- Opening Delimiter -
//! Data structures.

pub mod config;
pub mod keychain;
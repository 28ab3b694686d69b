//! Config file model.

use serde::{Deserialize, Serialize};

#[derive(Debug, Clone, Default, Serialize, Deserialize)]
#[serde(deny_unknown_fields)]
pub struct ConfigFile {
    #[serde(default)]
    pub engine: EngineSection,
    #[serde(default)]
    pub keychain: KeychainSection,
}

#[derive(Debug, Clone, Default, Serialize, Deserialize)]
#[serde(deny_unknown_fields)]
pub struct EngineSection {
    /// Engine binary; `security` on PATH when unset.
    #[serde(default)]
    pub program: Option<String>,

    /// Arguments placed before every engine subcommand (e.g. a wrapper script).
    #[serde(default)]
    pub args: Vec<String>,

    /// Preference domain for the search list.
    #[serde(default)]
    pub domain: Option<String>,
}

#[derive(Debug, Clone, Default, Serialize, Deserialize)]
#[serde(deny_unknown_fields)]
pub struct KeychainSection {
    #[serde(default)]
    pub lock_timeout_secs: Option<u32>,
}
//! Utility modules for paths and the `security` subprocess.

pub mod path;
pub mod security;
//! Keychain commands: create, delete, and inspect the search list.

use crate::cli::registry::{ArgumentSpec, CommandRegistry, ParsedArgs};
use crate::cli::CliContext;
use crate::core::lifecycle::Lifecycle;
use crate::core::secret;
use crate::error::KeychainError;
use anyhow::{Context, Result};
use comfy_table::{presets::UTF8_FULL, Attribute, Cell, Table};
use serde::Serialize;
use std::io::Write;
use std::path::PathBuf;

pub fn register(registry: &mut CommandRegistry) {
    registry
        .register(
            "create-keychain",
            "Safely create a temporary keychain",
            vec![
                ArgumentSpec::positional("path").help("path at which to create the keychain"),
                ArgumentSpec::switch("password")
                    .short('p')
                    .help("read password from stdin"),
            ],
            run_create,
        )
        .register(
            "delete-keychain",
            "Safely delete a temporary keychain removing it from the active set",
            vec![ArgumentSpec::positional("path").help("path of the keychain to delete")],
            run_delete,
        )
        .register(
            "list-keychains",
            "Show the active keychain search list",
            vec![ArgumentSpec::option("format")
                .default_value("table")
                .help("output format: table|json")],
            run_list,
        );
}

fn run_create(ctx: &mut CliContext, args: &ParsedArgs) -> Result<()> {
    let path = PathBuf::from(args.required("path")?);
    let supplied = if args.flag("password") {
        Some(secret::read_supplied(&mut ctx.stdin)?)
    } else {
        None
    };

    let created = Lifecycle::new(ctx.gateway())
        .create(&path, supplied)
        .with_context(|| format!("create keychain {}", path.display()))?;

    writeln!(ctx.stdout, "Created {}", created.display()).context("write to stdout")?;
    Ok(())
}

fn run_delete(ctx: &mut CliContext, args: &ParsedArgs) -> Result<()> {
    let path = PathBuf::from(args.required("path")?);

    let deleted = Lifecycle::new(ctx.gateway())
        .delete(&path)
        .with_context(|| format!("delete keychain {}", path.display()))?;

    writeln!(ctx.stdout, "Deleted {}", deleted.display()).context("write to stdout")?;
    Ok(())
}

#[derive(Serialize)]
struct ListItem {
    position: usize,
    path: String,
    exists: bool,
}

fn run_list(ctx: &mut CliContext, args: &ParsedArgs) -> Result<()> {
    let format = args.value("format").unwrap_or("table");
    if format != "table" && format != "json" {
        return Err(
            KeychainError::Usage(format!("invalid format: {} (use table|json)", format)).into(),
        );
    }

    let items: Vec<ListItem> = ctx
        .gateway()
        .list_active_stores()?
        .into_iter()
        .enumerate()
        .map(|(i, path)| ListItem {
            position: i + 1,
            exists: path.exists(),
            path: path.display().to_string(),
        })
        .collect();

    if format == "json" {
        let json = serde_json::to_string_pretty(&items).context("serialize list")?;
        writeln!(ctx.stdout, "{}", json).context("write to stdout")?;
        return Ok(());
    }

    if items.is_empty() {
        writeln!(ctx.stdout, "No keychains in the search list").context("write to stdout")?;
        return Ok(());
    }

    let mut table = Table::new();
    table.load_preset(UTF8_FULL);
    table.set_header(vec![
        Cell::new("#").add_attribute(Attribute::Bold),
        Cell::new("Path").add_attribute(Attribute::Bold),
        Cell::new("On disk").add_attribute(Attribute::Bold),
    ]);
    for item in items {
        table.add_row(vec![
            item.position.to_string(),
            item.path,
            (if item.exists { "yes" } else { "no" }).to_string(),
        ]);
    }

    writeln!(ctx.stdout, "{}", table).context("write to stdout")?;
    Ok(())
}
- Closing Delimiter -
#### [What you will do]
Say the number of lines in the records above that include the string "Bold", and no more.

#### [Solution to this problem]
3